Tubular brain retractors may improve access to deep-seated brain lesions while potentially reducing the risks of collateral neurological injury associated with standard microsurgical approaches. Here, microscope-assisted resection of lesions using tubular retractors is assessed to determine if it is superior to endoscope-assisted surgery due to the technological advancements associated with modern tubular ports and surgical microscopes.

METHODS

Following institutional approval of the tubular port, data obtained from the initial 20 patients to undergo transportal resection of deep-seated brain lesions were analyzed in this study. The pathological entities of the resected tissues included metastatic tumors (8 patients), glioma (7), meningioma (1), neurocytoma (1), radiation necrosis (1), primitive neuroectodermal tumor (1), and hemangioblastoma (1). Surgery incorporated endoscopic (5 patients) or microscopic (15) assistance. The locations included the basal ganglia (11 patients), cerebellum (4), frontal lobe (2), temporal lobe (2), and parietal lobe (1). Cases were reviewed for neurological outcomes, extent of resection (EOR), and complications. Technical data for the port, surgical microscope, and endoscope were analyzed.

RESULTS

EOR was considered total in 14 (70%), near total (> 95%) in 4 (20%), and subtotal (< 90%) in 2 (10%) of 20 patients. Incomplete resection was associated with the basal ganglia location (p < 0.05) and use of the endoscope (p < 0.002). Four of 5 (80%) endoscope-assisted cases were near-total (2) or subtotal (2) resection. Histopathological diagnosis, presenting neurological symptoms, and demographics were not associated with EOR. Complication rates were low and similar between groups.

CONCLUSIONS

Initial experience with tubular retractors favors use of the microscope rather than the endoscope due to a wider and 3D field of view. Improved microscope optics and tubular retractor design allows for binocular vision with improved lighting for the resection of deep-seated brain lesions.

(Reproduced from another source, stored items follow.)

use std::{io, time::Duration};

use reqwest::StatusCode;
use serde::Serialize;
use serde_json::{Value, json};
use thiserror::Error;

/// TransportFailure
///
/// Everything that can go wrong while a request is on the wire. Produced by the
/// transport service and consumed only by the response interceptor, which turns it
/// into an [`ApiError`].
#[derive(Debug, Error)]
pub enum TransportFailure {
    /// The server answered with a non-success status.
    #[error("Request failed with status code {}", .status.as_u16())]
    Status {
        status: StatusCode,
        /// Error body parsed as JSON, when the server sent one.
        body: Option<Value>,
    },

    #[error("timeout of {}ms exceeded", .0.as_millis())]
    Timeout(Duration),

    /// Connection refused, DNS failure, aborted call, undecodable response and so on.
    #[error("Network Error: {0}")]
    Network(String),
}

impl TransportFailure {
    pub fn status(&self) -> Option<StatusCode> {
        match self {
            TransportFailure::Status { status, .. } => Some(*status),
            _ => None,
        }
    }
}

/// ApiError
///
/// The normalized error payload application code receives for every failed call.
/// `message` is always human-readable; `details` carries the server's error body
/// verbatim when there was one, otherwise `{ "message": ... }`.
#[derive(Debug, Clone, PartialEq, Serialize, Error)]
#[error("{message}")]
pub struct ApiError {
    pub status: Option<u16>,
    pub message: String,
    pub details: Value,
}

impl ApiError {
    /// Builds the payload from a transport failure, preferring the server body.
    pub fn from_failure(failure: &TransportFailure) -> Self {
        let synthesized = failure.to_string();
        let status = failure.status().map(|s| s.as_u16());

        match failure {
            TransportFailure::Status {
                body: Some(body), ..
            } => {
                let message = body
                    .get("message")
                    .and_then(Value::as_str)
                    .filter(|m| !m.trim().is_empty())
                    .map(str::to_string)
                    .or_else(|| body.as_str().map(str::to_string))
                    .unwrap_or(synthesized);
                Self {
                    status,
                    message,
                    details: body.clone(),
                }
            }
            _ => Self {
                status,
                details: json!({ "message": synthesized }),
                message: synthesized,
            },
        }
    }

    pub fn is_unauthorized(&self) -> bool {
        self.status == Some(StatusCode::UNAUTHORIZED.as_u16())
    }
}

#[derive(Debug, Error)]
pub enum SessionStoreError {
    #[error("session storage I/O failed: {0}")]
    Io(#[from] io::Error),
    #[error("session record could not be encoded: {0}")]
    Encode(#[from] serde_json::Error),
}

#[derive(Debug, Error)]
pub enum ConfigError {
    #[error("{0} must be set in production")]
    Missing(&'static str),
    #[error("{var} has an invalid value: {value:?}")]
    Invalid { var: &'static str, value: String },
}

ABBREVIATIONSEOR = extent of resection; GTR = gross-total resection; NTR = near-total resection; STR = subtotal resection.

Article Information

Correspondence J. Bradley Elder, 410 W. 10th Ave., Doan Hall, N1052, Columbus, OH 43210. email: brad.elder@osumc.edu.

INCLUDE WHEN CITING Published online August 28, 2015; DOI: 10.3171/2015.1.JNS141113.

Disclosure The authors report no conflict of interest concerning the materials or methods used in this study or the findings specified in this paper.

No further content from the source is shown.